__Goal of the exercise__:
Give back, word for word, the line that contains "use tokio::io::AsyncWriteExt;" and all lines after it in the material, through the last; please include only these.

__Records__:
== Segment start ==
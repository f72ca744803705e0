pub mod attributes;
pub mod player;
pub mod scores;

pub use attributes::{AttributeSet, Rating};
pub use player::{Player, PlayerId, PlayerRecord, Position};
pub use scores::{Category, CategoryScores, Score, ScoreCard};
//! # squad_core - Player Scoring and Team Allocation
//!
//! This library derives football player ratings from attribute sheets and
//! splits rosters into balanced teams.
//!
//! ## Features
//! - Attribute → category → overall scoring with integer half-up rounding
//! - Inverse edits that redistribute a target score back onto attributes
//! - Position-quota team allocation with swap-based score balancing
//! - JSON API for easy integration

pub mod allocation;
pub mod api;
pub mod error;
pub mod models;
pub mod player;
pub mod rules;

pub use allocation::{
    allocate_teams, AllocationRequest, AllocationResult, PositionQuota, RosterEntry, Shortfall,
    TeamAllocator, TeamSheet,
};
pub use api::{allocate_teams_json, score_player_json, SCHEMA_VERSION};
pub use error::{Result, SquadError};
pub use models::{
    AttributeSet, Category, CategoryScores, Player, PlayerId, PlayerRecord, Position, Rating,
    Score, ScoreCard,
};
pub use player::{AttributeValidator, ScoreCalculator};
pub use rules::{get_rules, SquadRules};

/// Library version
pub const VERSION: &str = env!("CARGO_PKG_VERSION");
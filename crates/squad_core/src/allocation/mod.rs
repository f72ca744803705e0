//! Allocation engine
//!
//! Splits a roster into one or two teams of fixed capacity:
//! - PositionQuota derives per-position starter targets from the capacity
//! - TeamAllocator deals players by position, backfills, rebalances
//!   and collects substitutes

pub mod allocator;
pub mod quota;
pub mod types;

pub use allocator::{allocate_teams, TeamAllocator};
pub use quota::PositionQuota;
pub use types::{AllocationRequest, AllocationResult, RosterEntry, Shortfall, TeamSheet};
use super::quota::PositionQuota;
use crate::models::{Player, PlayerId, Position, Score};
use serde::{Deserialize, Serialize};

/// What the allocation engine needs to know about a player.
#[derive(Debug, Clone, Copy, Serialize, Deserialize, PartialEq, Eq)]
pub struct RosterEntry {
    pub id: PlayerId,
    pub position: Position,
    pub overall: Score,
}

impl RosterEntry {
    pub fn new(id: PlayerId, position: Position, overall: Score) -> Self {
        Self { id, position, overall }
    }
}

impl From<&Player> for RosterEntry {
    fn from(player: &Player) -> Self {
        Self { id: player.id, position: player.position, overall: player.overall() }
    }
}

#[derive(Debug, Clone, Serialize, Deserialize)]
pub struct AllocationRequest {
    pub roster: Vec<RosterEntry>,
    pub team_count: usize,
    pub capacity: usize,
}

impl AllocationRequest {
    pub fn new(roster: Vec<RosterEntry>, team_count: usize, capacity: usize) -> Self {
        Self { roster, team_count, capacity }
    }
}

/// One team's lineup after allocation.
#[derive(Debug, Clone, Serialize, Deserialize, PartialEq)]
pub struct TeamSheet {
    pub index: usize,
    pub quota: PositionQuota,
    /// Ordered by position, then by overall score descending.
    pub starters: Vec<RosterEntry>,
    /// Ordered by overall score descending.
    pub substitutes: Vec<RosterEntry>,
    /// Sum of the starters' overall scores; substitutes are excluded.
    pub total_score: u32,
    /// Starter slots left empty because the roster ran out.
    pub open_slots: usize,
}

impl TeamSheet {
    pub fn count(&self, position: Position) -> usize {
        self.starters.iter().filter(|p| p.position == position).count()
    }

    pub fn contains(&self, id: PlayerId) -> bool {
        self.starters.iter().chain(&self.substitutes).any(|p| p.id == id)
    }
}

/// A position quota that players of that position could not fill.
#[derive(Debug, Clone, Copy, Serialize, Deserialize, PartialEq, Eq)]
pub struct Shortfall {
    pub team: usize,
    pub position: Position,
    pub required: usize,
    pub filled: usize,
}

impl Shortfall {
    pub fn missing(&self) -> usize {
        self.required - self.filled
    }
}

#[derive(Debug, Clone, Serialize, Deserialize, PartialEq)]
pub struct AllocationResult {
    pub capacity: usize,
    pub teams: Vec<TeamSheet>,
    /// Quota gaps by position. Outfield gaps may have been covered by
    /// players of another outfield position; `open_slots` says whether they were.
    pub shortfalls: Vec<Shortfall>,
    /// Swaps applied while rebalancing.
    pub iterations: usize,
    /// False only when the iteration cap stopped rebalancing early.
    pub converged: bool,
}

impl AllocationResult {
    /// At least one team has fewer starters than its capacity.
    pub fn is_underfilled(&self) -> bool {
        self.teams.iter().any(|t| t.open_slots > 0)
    }

    pub fn has_shortfalls(&self) -> bool {
        !self.shortfalls.is_empty()
    }

    /// Absolute difference of the two starter totals; zero for a single team.
    pub fn score_gap(&self) -> u32 {
        match self.teams.as_slice() {
            [a, b] => a.total_score.abs_diff(b.total_score),
            _ => 0,
        }
    }

    pub fn substitute_count(&self) -> usize {
        self.teams.iter().map(|t| t.substitutes.len()).sum()
    }

    pub fn team_of(&self, id: PlayerId) -> Option<usize> {
        self.teams.iter().find(|t| t.contains(id)).map(|t| t.index)
    }
}
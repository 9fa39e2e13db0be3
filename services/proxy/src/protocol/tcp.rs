use async_trait::async_trait;

use super::{Protocol, ProtocolOptions};
use crate::behavior::Forward;
use crate::error::ProtocolError;

/// Undifferentiated TCP: one read is one message.
///
/// Without keep-alive the cycle is single shot: the answer is drained back
/// until the destination closes, then the destination is closed too unless
/// sockets are reused.
#[derive(Debug)]
pub struct Tcp {
    name: &'static str,
    options: ProtocolOptions,
}

impl Tcp {
    pub fn new(options: ProtocolOptions) -> Self {
        Self::named("tcp", options)
    }

    /// Raw TCP framing registered under another protocol name.
    pub fn named(name: &'static str, options: ProtocolOptions) -> Self {
        Self { name, options }
    }
}

#[async_trait]
impl Protocol for Tcp {
    fn name(&self) -> &'static str {
        self.name
    }

    fn options(&self) -> &ProtocolOptions {
        &self.options
    }

    async fn handle(&self, fwd: &Forward<'_>) -> Result<bool, ProtocolError> {
        let data = fwd.source.read_chunk(self.options.buffer).await?;
        if data.is_empty() {
            return Ok(false);
        }
        fwd.dest.write_all(&data).await?;

        if self.options.keep_alive {
            return Ok(true);
        }

        loop {
            let answer = fwd.dest.read_chunk(self.options.buffer).await?;
            if answer.is_empty() {
                break;
            }
            fwd.source.write_all(&answer).await?;
        }
        if !self.options.reuse_socket {
            fwd.dest.close();
        }
        Ok(false)
    }
}
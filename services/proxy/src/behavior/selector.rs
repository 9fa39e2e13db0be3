//! Per-connection behavior selection.

use std::str::FromStr;
use std::sync::{Arc, Mutex, PoisonError};

use arc_swap::ArcSwap;
use rand::rngs::StdRng;
use rand::Rng;

use super::{ActiveBehavior, BehaviorRegistry};
use crate::error::ConfigError;

/// Behavior that receives whatever share a table leaves unassigned.
pub const FALLBACK_BEHAVIOR: &str = "dummy";

/// A parsed `percentage:name,percentage:name` table.
///
/// Shares always add up to 100: the shortfall of a table is given to
/// [`FALLBACK_BEHAVIOR`]. Repeated names have their shares summed.
#[derive(Debug, Clone, PartialEq, Eq)]
pub struct WeightedTable {
    shares: Vec<(String, u32)>,
}

impl WeightedTable {
    pub fn parse(table: &str) -> Result<Self, ConfigError> {
        let mut shares: Vec<(String, u32)> = Vec::new();
        let mut total: u32 = 0;

        for entry in table.split(',') {
            let fields: Vec<&str> = entry.split(':').map(str::trim).collect();
            let [percent, name] = fields.as_slice() else {
                return Err(ConfigError::BehaviorSyntax(entry.to_string()));
            };
            if name.is_empty() {
                return Err(ConfigError::BehaviorSyntax(entry.to_string()));
            }
            let percent: u32 = percent
                .parse()
                .map_err(|_| ConfigError::BehaviorPercent(percent.to_string()))?;

            total = total.saturating_add(percent);
            add_share(&mut shares, name, percent);
        }

        if total > 100 {
            return Err(ConfigError::BehaviorTotal(total));
        }
        if total < 100 {
            add_share(&mut shares, FALLBACK_BEHAVIOR, 100 - total);
        }
        Ok(Self { shares })
    }

    /// `(name, percentage)` pairs in table order.
    pub fn shares(&self) -> &[(String, u32)] {
        &self.shares
    }

    pub fn share(&self, name: &str) -> u32 {
        self.shares
            .iter()
            .find(|(n, _)| n == name)
            .map_or(0, |(_, p)| *p)
    }
}

impl FromStr for WeightedTable {
    type Err = ConfigError;

    fn from_str(s: &str) -> Result<Self, Self::Err> {
        Self::parse(s)
    }
}

fn add_share(shares: &mut Vec<(String, u32)>, name: &str, percent: u32) {
    match shares.iter_mut().find(|(n, _)| n == name) {
        Some((_, existing)) => *existing = existing.saturating_add(percent),
        None => shares.push((name.to_string(), percent)),
    }
}

/// Uniform choice over one entry per percentage point.
pub struct WeightedSelector {
    table: WeightedTable,
    choices: Vec<ActiveBehavior>,
    rng: Mutex<StdRng>,
}

impl WeightedSelector {
    /// Resolve every table entry in `registry`. Unknown names are fatal.
    pub fn new(
        table: WeightedTable,
        registry: &BehaviorRegistry,
        rng: StdRng,
    ) -> Result<Self, ConfigError> {
        let mut choices = Vec::with_capacity(100);
        for (name, percent) in table.shares() {
            let active = registry.active(name)?;
            choices.extend(std::iter::repeat_n(active, *percent as usize));
        }
        Ok(Self {
            table,
            choices,
            rng: Mutex::new(rng),
        })
    }

    pub fn table(&self) -> &WeightedTable {
        &self.table
    }

    pub fn pick(&self) -> ActiveBehavior {
        let index = self
            .rng
            .lock()
            .unwrap_or_else(PoisonError::into_inner)
            .random_range(0..self.choices.len());
        self.choices[index].clone()
    }
}

/// How a proxy picks the behavior for each accepted connection.
pub enum Selection {
    /// Same behavior for every connection.
    Fixed(ActiveBehavior),
    /// Weighted random choice per connection.
    Weighted(WeightedSelector),
    /// Whatever the control surface set last.
    Dynamic(Arc<ArcSwap<ActiveBehavior>>),
}

impl Selection {
    pub fn select(&self) -> ActiveBehavior {
        match self {
            Selection::Fixed(active) => active.clone(),
            Selection::Weighted(selector) => selector.pick(),
            Selection::Dynamic(current) => current.load().as_ref().clone(),
        }
    }

    pub fn mode(&self) -> &'static str {
        match self {
            Selection::Fixed(_) => "fixed",
            Selection::Weighted(_) => "random",
            Selection::Dynamic(_) => "dynamic",
        }
    }
}
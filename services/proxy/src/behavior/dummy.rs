use async_trait::async_trait;

use super::Behavior;

/// Transparent forwarding.
#[derive(Debug, Default)]
pub struct Dummy;

#[async_trait]
impl Behavior for Dummy {
    fn name(&self) -> &'static str {
        "dummy"
    }

    fn description(&self) -> &'static str {
        "Transparent proxy, forwards everything untouched"
    }
}
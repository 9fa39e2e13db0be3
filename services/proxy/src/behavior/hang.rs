use std::io;

use async_trait::async_trait;
use tracing::debug;

use super::{Behavior, Forward};
use crate::options::Settings;

/// Swallows the input and never answers.
///
/// Reads are not bound by the idle timeout. Once the source is drained the
/// cycle waits for either endpoint to be closed locally, which only happens
/// when the connection is cancelled. A peer half-close does not release it.
#[derive(Debug, Default)]
pub struct Hang;

#[async_trait]
impl Behavior for Hang {
    fn name(&self) -> &'static str {
        "hang"
    }

    fn description(&self) -> &'static str {
        "Reads the packets that have been sent then hangs"
    }

    async fn before_forward(&self, fwd: &Forward<'_>, _settings: &Settings) -> io::Result<bool> {
        let mut swallowed = 0usize;
        loop {
            let data = fwd.source.read_chunk_untimed(fwd.buffer).await?;
            if data.is_empty() {
                break;
            }
            swallowed += data.len();
        }
        debug!(conn_id = fwd.conn_id, swallowed, "Source drained, hanging");

        tokio::select! {
            _ = fwd.source.closed() => {}
            _ = fwd.dest.closed() => {}
        }
        debug!(conn_id = fwd.conn_id, "Hang released");
        Ok(false)
    }
}

#[cfg(test)]
mod tests {
    use super::*;
    use crate::behavior::Direction;
    use crate::testing::proxied_pair;
    use std::time::Duration;
    use tokio::io::AsyncWriteExt;

    #[tokio::test]
    async fn test_hangs_until_cancelled() {
        let (mut client_peer, client, backend, _b) = proxied_pair().await;
        client_peer.write_all(b"GET / HTTP/1.1\r\n\r\n").await.unwrap();

        let fwd = Forward {
            conn_id: 1,
            protocol: "http",
            direction: Direction::ToBackend,
            source: &client,
            dest: &backend,
            buffer: 4,
        };
        let settings = Settings::default();
        let hung = Hang.before_forward(&fwd, &settings);
        tokio::pin!(hung);

        let still_hung = tokio::time::timeout(Duration::from_millis(200), &mut hung).await;
        assert!(still_hung.is_err());

        client.close();
        assert!(!hung.await.unwrap());
    }

    #[tokio::test]
    async fn test_source_eof_does_not_release() {
        let (mut client_peer, client, backend, _b) = proxied_pair().await;
        client_peer.write_all(b"stuck").await.unwrap();
        client_peer.shutdown().await.unwrap();

        let fwd = Forward {
            conn_id: 1,
            protocol: "tcp",
            direction: Direction::ToBackend,
            source: &client,
            dest: &backend,
            buffer: 1024,
        };
        let settings = Settings::default();
        let hung = Hang.before_forward(&fwd, &settings);
        tokio::pin!(hung);

        let still_hung = tokio::time::timeout(Duration::from_millis(200), &mut hung).await;
        assert!(still_hung.is_err());
        assert!(client.at_eof());

        backend.close();
        assert!(!hung.await.unwrap());
    }
}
== Segment end ==
__Response__:
    use tokio::io::AsyncWriteExt;

    #[tokio::test]
    async fn test_hangs_until_cancelled() {
        let (mut client_peer, client, backend, _b) = proxied_pair().await;
        client_peer.write_all(b"GET / HTTP/1.1\r\n\r\n").await.unwrap();

        let fwd = Forward {
            conn_id: 1,
            protocol: "http",
            direction: Direction::ToBackend,
            source: &client,
            dest: &backend,
            buffer: 4,
        };
        let settings = Settings::default();
        let hung = Hang.before_forward(&fwd, &settings);
        tokio::pin!(hung);

        let still_hung = tokio::time::timeout(Duration::from_millis(200), &mut hung).await;
        assert!(still_hung.is_err());

        client.close();
        assert!(!hung.await.unwrap());
    }

    #[tokio::test]
    async fn test_source_eof_does_not_release() {
        let (mut client_peer, client, backend, _b) = proxied_pair().await;
        client_peer.write_all(b"stuck").await.unwrap();
        client_peer.shutdown().await.unwrap();

        let fwd = Forward {
            conn_id: 1,
            protocol: "tcp",
            direction: Direction::ToBackend,
            source: &client,
            dest: &backend,
            buffer: 1024,
        };
        let settings = Settings::default();
        let hung = Hang.before_forward(&fwd, &settings);
        tokio::pin!(hung);

        let still_hung = tokio::time::timeout(Duration::from_millis(200), &mut hung).await;
        assert!(still_hung.is_err());
        assert!(client.at_eof());

        backend.close();
        assert!(!hung.await.unwrap());
    }
}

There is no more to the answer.